WHAT THIS TASK INVOLVES:
Print each entry exactly, all the way through.

***

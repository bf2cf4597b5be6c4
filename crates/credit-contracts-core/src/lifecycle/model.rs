//! Contract, funding request and persisted schedule rows.

use chrono::{DateTime, NaiveDate, Utc};
use serde::{Deserialize, Serialize};
use uuid::Uuid;

use super::status::{ContractStatus, InstallmentStatus};
use crate::schedule::{AmortizationType, DurationUnit, Installment, PaymentFrequency};
use crate::types::{Money, Rate};

pub type ContractId = Uuid;

/// Collateral or surety attached to a credit.
#[derive(Debug, Clone, PartialEq, Eq, Serialize, Deserialize)]
pub struct Guarantee {
    pub guarantee_type: String,
    pub description: String,
    #[serde(default, skip_serializing_if = "Option::is_none")]
    pub value: Option<Money>,
}

#[derive(Debug, Clone, Copy, PartialEq, Eq, Hash, Serialize, Deserialize)]
#[serde(rename_all = "SCREAMING_SNAKE_CASE")]
pub enum FundingRequestStatus {
    Pending,
    Approved,
    Rejected,
    Disbursed,
}

/// Upstream approved credit application a contract is issued from.
#[derive(Debug, Clone, PartialEq, Eq, Serialize, Deserialize)]
pub struct FundingRequest {
    pub id: String,
    pub client_id: String,
    pub portfolio_id: String,
    pub approved_amount: Money,
    pub duration: u32,
    pub duration_unit: DurationUnit,
    #[serde(default)]
    pub proposed_guarantees: Vec<Guarantee>,
    pub status: FundingRequestStatus,
    #[serde(default, skip_serializing_if = "Option::is_none")]
    pub contract_id: Option<ContractId>,
}

/// Terms chosen when issuing a contract from a funding request.
#[derive(Debug, Clone, PartialEq, Serialize, Deserialize)]
pub struct CreateContractParams {
    pub funding_request_id: String,
    /// Annual rate as a percentage.
    pub interest_rate: Rate,
    /// Nominal/effective label, stored as given.
    pub interest_type: String,
    pub payment_frequency: PaymentFrequency,
    pub amortization_type: AmortizationType,
    #[serde(default, skip_serializing_if = "Option::is_none")]
    pub grace_period: Option<u32>,
    #[serde(default, skip_serializing_if = "Option::is_none")]
    pub balloon_payment: Option<Money>,
    pub start_date: NaiveDate,
    /// Derived from the funding request duration when absent.
    #[serde(default, skip_serializing_if = "Option::is_none")]
    pub end_date: Option<NaiveDate>,
    /// Replaces the funding request's proposed guarantees when present.
    #[serde(default, skip_serializing_if = "Option::is_none")]
    pub guarantees: Option<Vec<Guarantee>>,
}

/// An issued credit contract.
///
/// `status` is private: it only changes through the lifecycle manager's
/// transition guard.
#[derive(Debug, Clone, PartialEq, Eq, Serialize, Deserialize)]
pub struct Contract {
    pub id: ContractId,
    pub contract_number: String,
    pub funding_request_id: String,
    pub client_id: String,
    pub portfolio_id: String,

    pub principal_amount: Money,
    pub interest_rate: Rate,
    pub interest_type: String,
    pub term: u32,
    pub term_unit: DurationUnit,

    pub payment_frequency: PaymentFrequency,
    pub amortization_type: AmortizationType,
    #[serde(default, skip_serializing_if = "Option::is_none")]
    pub grace_period: Option<u32>,
    #[serde(default, skip_serializing_if = "Option::is_none")]
    pub balloon_payment: Option<Money>,

    pub start_date: NaiveDate,
    pub end_date: NaiveDate,
    #[serde(default)]
    pub guarantees: Vec<Guarantee>,

    status: ContractStatus,
    #[serde(default, skip_serializing_if = "Option::is_none")]
    pub suspension_reason: Option<String>,
    #[serde(default, skip_serializing_if = "Option::is_none")]
    pub suspension_date: Option<DateTime<Utc>>,
    #[serde(default, skip_serializing_if = "Option::is_none")]
    pub restructured_date: Option<DateTime<Utc>>,
    #[serde(default, skip_serializing_if = "Option::is_none")]
    pub litigation_reason: Option<String>,
    #[serde(default, skip_serializing_if = "Option::is_none")]
    pub litigation_date: Option<DateTime<Utc>>,

    pub created_by: String,
    pub created_at: DateTime<Utc>,
    pub updated_at: DateTime<Utc>,
}

impl Contract {
    pub fn status(&self) -> ContractStatus {
        self.status
    }

    pub(crate) fn new_draft(
        id: ContractId,
        contract_number: String,
        request: &FundingRequest,
        params: &CreateContractParams,
        end_date: NaiveDate,
        created_by: &str,
        now: DateTime<Utc>,
    ) -> Self {
        Self {
            id,
            contract_number,
            funding_request_id: request.id.clone(),
            client_id: request.client_id.clone(),
            portfolio_id: request.portfolio_id.clone(),
            principal_amount: request.approved_amount,
            interest_rate: params.interest_rate,
            interest_type: params.interest_type.clone(),
            term: request.duration,
            term_unit: request.duration_unit,
            payment_frequency: params.payment_frequency,
            amortization_type: params.amortization_type,
            grace_period: params.grace_period,
            balloon_payment: params.balloon_payment,
            start_date: params.start_date,
            end_date,
            guarantees: params
                .guarantees
                .clone()
                .unwrap_or_else(|| request.proposed_guarantees.clone()),
            status: ContractStatus::Draft,
            suspension_reason: None,
            suspension_date: None,
            restructured_date: None,
            litigation_reason: None,
            litigation_date: None,
            created_by: created_by.to_string(),
            created_at: now,
            updated_at: now,
        }
    }

    pub(crate) fn set_status(&mut self, status: ContractStatus, now: DateTime<Utc>) {
        self.status = status;
        self.updated_at = now;
    }
}

/// One persisted installment of a contract's repayment plan.
#[derive(Debug, Clone, PartialEq, Eq, Serialize, Deserialize)]
pub struct ScheduleItem {
    pub id: Uuid,
    pub contract_id: ContractId,
    pub installment_number: u32,
    pub due_date: NaiveDate,
    pub principal_amount: Money,
    pub interest_amount: Money,
    pub total_amount: Money,
    /// Amount still owed on this installment.
    pub remaining_amount: Money,
    pub status: InstallmentStatus,
}

impl ScheduleItem {
    pub fn pending(contract_id: ContractId, installment: &Installment) -> Self {
        Self {
            id: Uuid::new_v4(),
            contract_id,
            installment_number: installment.installment_number,
            due_date: installment.due_date,
            principal_amount: installment.principal_amount,
            interest_amount: installment.interest_amount,
            total_amount: installment.total_amount,
            remaining_amount: installment.total_amount,
            status: InstallmentStatus::Pending,
        }
    }
}

/// Contract query; unset fields match everything.
#[derive(Debug, Clone, Default, PartialEq, Eq, Serialize, Deserialize)]
pub struct ContractFilter {
    #[serde(default, skip_serializing_if = "Option::is_none")]
    pub status: Option<ContractStatus>,
    #[serde(default, skip_serializing_if = "Option::is_none")]
    pub client_id: Option<String>,
    #[serde(default, skip_serializing_if = "Option::is_none")]
    pub portfolio_id: Option<String>,
}

impl ContractFilter {
    pub fn matches(&self, contract: &Contract) -> bool {
        self.status.map_or(true, |s| s == contract.status())
            && self
                .client_id
                .as_deref()
                .map_or(true, |c| c == contract.client_id)
            && self
                .portfolio_id
                .as_deref()
                .map_or(true, |p| p == contract.portfolio_id)
    }
}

***

EXERCISE RESULT:
repository bf2cf4597b5be6c4
filename crates/credit-contracts-core/src/lifecycle/model.rs
//! Contract, funding request and persisted schedule rows.

use chrono::{DateTime, NaiveDate, Utc};
use serde::{Deserialize, Serialize};
use uuid::Uuid;

use super::status::{ContractStatus, InstallmentStatus};
use crate::schedule::{AmortizationType, DurationUnit, Installment, PaymentFrequency};
use crate::types::{Money, Rate};

pub type ContractId = Uuid;

/// Collateral or surety attached to a credit.
#[derive(Debug, Clone, PartialEq, Eq, Serialize, Deserialize)]
pub struct Guarantee {
    pub guarantee_type: String,
    pub description: String,
    #[serde(default, skip_serializing_if = "Option::is_none")]
    pub value: Option<Money>,
}

#[derive(Debug, Clone, Copy, PartialEq, Eq, Hash, Serialize, Deserialize)]
#[serde(rename_all = "SCREAMING_SNAKE_CASE")]
pub enum FundingRequestStatus {
    Pending,
    Approved,
    Rejected,
    Disbursed,
}

/// Upstream approved credit application a contract is issued from.
#[derive(Debug, Clone, PartialEq, Eq, Serialize, Deserialize)]
pub struct FundingRequest {
    pub id: String,
    pub client_id: String,
    pub portfolio_id: String,
    pub approved_amount: Money,
    pub duration: u32,
    pub duration_unit: DurationUnit,
    #[serde(default)]
    pub proposed_guarantees: Vec<Guarantee>,
    pub status: FundingRequestStatus,
    #[serde(default, skip_serializing_if = "Option::is_none")]
    pub contract_id: Option<ContractId>,
}

/// Terms chosen when issuing a contract from a funding request.
#[derive(Debug, Clone, PartialEq, Serialize, Deserialize)]
pub struct CreateContractParams {
    pub funding_request_id: String,
    /// Annual rate as a percentage.
    pub interest_rate: Rate,
    /// Nominal/effective label, stored as given.
    pub interest_type: String,
    pub payment_frequency: PaymentFrequency,
    pub amortization_type: AmortizationType,
    #[serde(default, skip_serializing_if = "Option::is_none")]
    pub grace_period: Option<u32>,
    #[serde(default, skip_serializing_if = "Option::is_none")]
    pub balloon_payment: Option<Money>,
    pub start_date: NaiveDate,
    /// Derived from the funding request duration when absent.
    #[serde(default, skip_serializing_if = "Option::is_none")]
    pub end_date: Option<NaiveDate>,
    /// Replaces the funding request's proposed guarantees when present.
    #[serde(default, skip_serializing_if = "Option::is_none")]
    pub guarantees: Option<Vec<Guarantee>>,
}

/// An issued credit contract.
///
/// `status` is private: it only changes through the lifecycle manager's
/// transition guard.
#[derive(Debug, Clone, PartialEq, Eq, Serialize, Deserialize)]
pub struct Contract {
    pub id: ContractId,
    pub contract_number: String,
    pub funding_request_id: String,
    pub client_id: String,
    pub portfolio_id: String,

    pub principal_amount: Money,
    pub interest_rate: Rate,
    pub interest_type: String,
    pub term: u32,
    pub term_unit: DurationUnit,

    pub payment_frequency: PaymentFrequency,
    pub amortization_type: AmortizationType,
    #[serde(default, skip_serializing_if = "Option::is_none")]
    pub grace_period: Option<u32>,
    #[serde(default, skip_serializing_if = "Option::is_none")]
    pub balloon_payment: Option<Money>,

    pub start_date: NaiveDate,
    pub end_date: NaiveDate,
    #[serde(default)]
    pub guarantees: Vec<Guarantee>,

    status: ContractStatus,
    #[serde(default, skip_serializing_if = "Option::is_none")]
    pub suspension_reason: Option<String>,
    #[serde(default, skip_serializing_if = "Option::is_none")]
    pub suspension_date: Option<DateTime<Utc>>,
    #[serde(default, skip_serializing_if = "Option::is_none")]
    pub restructured_date: Option<DateTime<Utc>>,
    #[serde(default, skip_serializing_if = "Option::is_none")]
    pub litigation_reason: Option<String>,
    #[serde(default, skip_serializing_if = "Option::is_none")]
    pub litigation_date: Option<DateTime<Utc>>,

    pub created_by: String,
    pub created_at: DateTime<Utc>,
    pub updated_at: DateTime<Utc>,
}

impl Contract {
    pub fn status(&self) -> ContractStatus {
        self.status
    }

    pub(crate) fn new_draft(
        id: ContractId,
        contract_number: String,
        request: &FundingRequest,
        params: &CreateContractParams,
        end_date: NaiveDate,
        created_by: &str,
        now: DateTime<Utc>,
    ) -> Self {
        Self {
            id,
            contract_number,
            funding_request_id: request.id.clone(),
            client_id: request.client_id.clone(),
            portfolio_id: request.portfolio_id.clone(),
            principal_amount: request.approved_amount,
            interest_rate: params.interest_rate,
            interest_type: params.interest_type.clone(),
            term: request.duration,
            term_unit: request.duration_unit,
            payment_frequency: params.payment_frequency,
            amortization_type: params.amortization_type,
            grace_period: params.grace_period,
            balloon_payment: params.balloon_payment,
            start_date: params.start_date,
            end_date,
            guarantees: params
                .guarantees
                .clone()
                .unwrap_or_else(|| request.proposed_guarantees.clone()),
            status: ContractStatus::Draft,
            suspension_reason: None,
            suspension_date: None,
            restructured_date: None,
            litigation_reason: None,
            litigation_date: None,
            created_by: created_by.to_string(),
            created_at: now,
            updated_at: now,
        }
    }

    pub(crate) fn set_status(&mut self, status: ContractStatus, now: DateTime<Utc>) {
        self.status = status;
        self.updated_at = now;
    }
}

/// One persisted installment of a contract's repayment plan.
#[derive(Debug, Clone, PartialEq, Eq, Serialize, Deserialize)]
pub struct ScheduleItem {
    pub id: Uuid,
    pub contract_id: ContractId,
    pub installment_number: u32,
    pub due_date: NaiveDate,
    pub principal_amount: Money,
    pub interest_amount: Money,
    pub total_amount: Money,
    /// Amount still owed on this installment.
    pub remaining_amount: Money,
    pub status: InstallmentStatus,
}

impl ScheduleItem {
    pub fn pending(contract_id: ContractId, installment: &Installment) -> Self {
        Self {
            id: Uuid::new_v4(),
            contract_id,
            installment_number: installment.installment_number,
            due_date: installment.due_date,
            principal_amount: installment.principal_amount,
            interest_amount: installment.interest_amount,
            total_amount: installment.total_amount,
            remaining_amount: installment.total_amount,
            status: InstallmentStatus::Pending,
        }
    }
}

/// Contract query; unset fields match everything.
#[derive(Debug, Clone, Default, PartialEq, Eq, Serialize, Deserialize)]
pub struct ContractFilter {
    #[serde(default, skip_serializing_if = "Option::is_none")]
    pub status: Option<ContractStatus>,
    #[serde(default, skip_serializing_if = "Option::is_none")]
    pub client_id: Option<String>,
    #[serde(default, skip_serializing_if = "Option::is_none")]
    pub portfolio_id: Option<String>,
}

impl ContractFilter {
    pub fn matches(&self, contract: &Contract) -> bool {
        self.status.map_or(true, |s| s == contract.status())
            && self
                .client_id
                .as_deref()
                .map_or(true, |c| c == contract.client_id)
            && self
                .portfolio_id
                .as_deref()
                .map_or(true, |p| p == contract.portfolio_id)
    }
}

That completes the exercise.